Fri Feb 29 15:43:58 CET 2008

Op Fri, 29 Feb 2008, schreef Christian Iversen:

>> Memory access. What happens is that the non-packed version causes more 
>> cache misses. A cache miss costs many cycles on a modern cpu, a misaligned 
>> read just costs an extra memory access (which is fast if cached) on x86, 
>> and extra load instruction on ARM. This much cheaper than a chache miss.
>
> It's much worse than that. Some architectures simply _can't_ do unaligned 
> access, and they will trigger an exception.
>
> This exception will in many configurations be caught by the OS, that then 
> might simulate the read by doing 2 reads, putting the result together, 
> writing into the application memory, and doing a task switch.
>
> This, in total, is several _orders of magnitude_ worse than unaligned access 
> on a supported platform.
>
> Of course, unaligned access in itself is pretty bad.

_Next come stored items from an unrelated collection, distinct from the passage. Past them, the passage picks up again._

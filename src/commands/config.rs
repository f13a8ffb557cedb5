use crate::BuildfixContext;
use anyhow::Result;
use colored::Colorize;

/// Execute config command to get/set configuration values
///
/// # Errors
///
/// Returns an error if:
/// - Failed to set or unset configuration value
/// - Failed to save configuration
pub fn execute(
    ctx: &mut BuildfixContext,
    key: Option<&str>,
    value: Option<String>,
    unset: bool,
    list: bool,
) -> Result<()> {
    // If --list flag is set or no key is provided, show all configuration
    if list || key.is_none() {
        show_all_config(ctx);
        return Ok(());
    }

    let key =
        key.ok_or_else(|| anyhow::anyhow!("Key must be provided when not using --list flag"))?;

    if unset {
        ctx.config.unset(key)?;
        ctx.config.save(&ctx.config_path)?;
        super::print_success(&format!("Reset {key} to default"));
    } else if let Some(val) = value {
        ctx.config.set(key, val.clone())?;
        ctx.config.save(&ctx.config_path)?;
        super::print_success(&format!("Set {key} = {val}"));
    } else if let Some(val) = ctx.config.get(key) {
        println!("{val}");
    } else {
        super::print_warning(&format!("Configuration key '{key}' is not set"));
    }

    Ok(())
}

/// Show all configuration values
fn show_all_config(ctx: &BuildfixContext) {
    println!("{}", "[core]".bold());
    println!("  root_path = {}", ctx.config.core.root_path.display());

    println!("\n{}", "[replace]".bold());
    println!("  target = {}", ctx.config.replace.target);
    println!("  replacement = {}", ctx.config.replace.replacement);
    println!(
        "  excluded_extensions = {}",
        ctx.config.replace.excluded_extensions.join(",")
    );

    println!("\n{}", "[listing]".bold());
    println!("  suffixes = {}", ctx.config.listing.suffixes.join(","));
}

#[cfg(test)]
mod tests {
    use super::*;
    use tempfile::TempDir;

    #[test]
    fn test_set_persists_to_disk() -> Result<()> {
        let dir = TempDir::new()?;
        let config_path = dir.path().join("config.toml");
        let mut ctx = BuildfixContext::new_explicit(config_path.clone())?;

        execute(
            &mut ctx,
            Some("replace.target"),
            Some("OldName".to_string()),
            false,
            false,
        )?;

        let reloaded = BuildfixContext::new_explicit(config_path)?;
        assert_eq!(reloaded.config.replace.target, "OldName");
        Ok(())
    }

    #[test]
    fn test_unset_restores_default() -> Result<()> {
        let dir = TempDir::new()?;
        let config_path = dir.path().join("config.toml");
        let mut ctx = BuildfixContext::new_explicit(config_path.clone())?;

        ctx.config.set("replace.target", "Other".to_string())?;
        ctx.config.save(&config_path)?;

        execute(&mut ctx, Some("replace.target"), None, true, false)?;

        let reloaded = BuildfixContext::new_explicit(config_path)?;
        assert_eq!(reloaded.config.replace.target, "QtPie");
        Ok(())
    }

    #[test]
    fn test_unknown_key_errors() -> Result<()> {
        let dir = TempDir::new()?;
        let mut ctx = BuildfixContext::new_explicit(dir.path().join("config.toml"))?;

        let result = execute(
            &mut ctx,
            Some("bogus.key"),
            Some("x".to_string()),
            false,
            false,
        );
        assert!(result.is_err());
        Ok(())
    }
}
use anyhow::Result;
use assert_cmd::Command;
use filetime::{FileTime, set_file_mtime};
use predicates::prelude::*;
use std::fs;
use tempfile::TempDir;

fn bfix(temp: &TempDir) -> Result<Command> {
    let mut cmd = Command::cargo_bin("bfix")?;
    cmd.env("BUILDFIX_CONFIG_PATH", temp.path().join("config.toml"));
    Ok(cmd)
}

#[test]
fn test_excluded_files_are_byte_identical() -> Result<()> {
    let temp = TempDir::new()?;
    let root = temp.path().join("build");
    fs::create_dir_all(&root)?;

    // Token plus non-UTF-8 bytes inside every default-excluded extension
    let payload: &[u8] = b"QtPie \x00\xff\xfe payload";
    let names = [
        "a.obj",
        "b.tlog",
        "c.pdb",
        "d.lib",
        "e.exe",
        "f.bin",
        "g.recipe",
        "h.stamp",
        "i.lastbuildstate",
        "UPPER.OBJ",
    ];
    for name in &names {
        fs::write(root.join(name), payload)?;
    }

    bfix(&temp)?
        .args(["fix", root.to_str().unwrap()])
        .assert()
        .success();

    for name in &names {
        assert_eq!(fs::read(root.join(name))?, payload, "{name} was touched");
    }
    Ok(())
}

#[test]
fn test_untouched_files_keep_their_mtime() -> Result<()> {
    let temp = TempDir::new()?;
    let root = temp.path().join("build");
    fs::create_dir_all(&root)?;

    let path = root.join("plain.txt");
    fs::write(&path, "no token here")?;
    let stamp = FileTime::from_unix_time(1_600_000_000, 0);
    set_file_mtime(&path, stamp)?;

    bfix(&temp)?
        .args(["fix", root.to_str().unwrap()])
        .assert()
        .success();

    let after = FileTime::from_last_modification_time(&fs::metadata(&path)?);
    assert_eq!(after, stamp);
    assert_eq!(fs::read_to_string(&path)?, "no token here");
    Ok(())
}

#[test]
fn test_fix_is_idempotent() -> Result<()> {
    let temp = TempDir::new()?;
    let root = temp.path().join("build");
    fs::create_dir_all(&root)?;
    fs::write(root.join("x.txt"), "QtPie and QtPie again")?;

    bfix(&temp)?
        .args(["fix", root.to_str().unwrap()])
        .assert()
        .success()
        .stdout(predicate::str::contains("Updated:"));

    // Second run finds nothing to do
    bfix(&temp)?
        .args(["fix", root.to_str().unwrap()])
        .assert()
        .success()
        .stdout(predicate::str::contains("Updated:").not());

    assert_eq!(
        fs::read_to_string(root.join("x.txt"))?,
        "FURRY and FURRY again"
    );
    Ok(())
}

#[test]
fn test_lossy_decode_drops_malformed_bytes_on_update() -> Result<()> {
    let temp = TempDir::new()?;
    let root = temp.path().join("build");
    fs::create_dir_all(&root)?;

    let path = root.join("mixed.log");
    fs::write(&path, b"Hello \xffQtPie")?;

    bfix(&temp)?
        .args(["fix", root.to_str().unwrap()])
        .assert()
        .success()
        .stdout(predicate::str::contains("Updated:"));

    // The malformed byte is dropped, the token replaced
    assert_eq!(fs::read(&path)?, b"Hello FURRY");
    Ok(())
}

#[test]
fn test_zero_byte_file_is_untouched() -> Result<()> {
    let temp = TempDir::new()?;
    let root = temp.path().join("build");
    fs::create_dir_all(&root)?;

    let path = root.join("empty.txt");
    fs::write(&path, "")?;
    let stamp = FileTime::from_unix_time(1_600_000_000, 0);
    set_file_mtime(&path, stamp)?;

    bfix(&temp)?
        .args(["fix", root.to_str().unwrap()])
        .assert()
        .success();

    assert_eq!(
        FileTime::from_last_modification_time(&fs::metadata(&path)?),
        stamp
    );
    Ok(())
}

#[cfg(unix)]
#[test]
fn test_unreadable_file_is_reported_but_does_not_abort() -> Result<()> {
    use std::os::unix::fs::PermissionsExt;

    let temp = TempDir::new()?;
    let root = temp.path().join("build");
    fs::create_dir_all(&root)?;

    let locked = root.join("locked.txt");
    fs::write(&locked, "QtPie")?;
    fs::set_permissions(&locked, fs::Permissions::from_mode(0o000))?;

    if fs::read(&locked).is_ok() {
        // Permission bits are not enforced for root, nothing to test
        return Ok(());
    }

    let open = root.join("open.txt");
    fs::write(&open, "QtPie")?;

    bfix(&temp)?
        .args(["fix", root.to_str().unwrap()])
        .assert()
        .success()
        .stdout(predicate::str::contains("Error processing"))
        .stdout(predicate::str::contains(format!(
            "Updated: {}",
            open.display()
        )));

    // Restore permissions so the temp dir can be cleaned up
    fs::set_permissions(&locked, fs::Permissions::from_mode(0o644))?;
    assert_eq!(fs::read_to_string(&open)?, "FURRY");
    Ok(())
}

True, but irrelevant, because the discussion was under the assumption than 
an unaligned read is done using the "unaligned" pseudo function. Unless 
there is a bug in the compiler, the use of "unaligned" will never cause an 
exception.

Instead "unaligned" will simulate an unaligned load with two loads and 
some rotation etc. On the ARM, where every mnemonic can rotate operands, 
this is isn't that bad of a penalty.

Therefore, I wouldn't be surprised that even on ARM, arrays with packed 
structures are faster than arrays with unpacked structures.

Daniël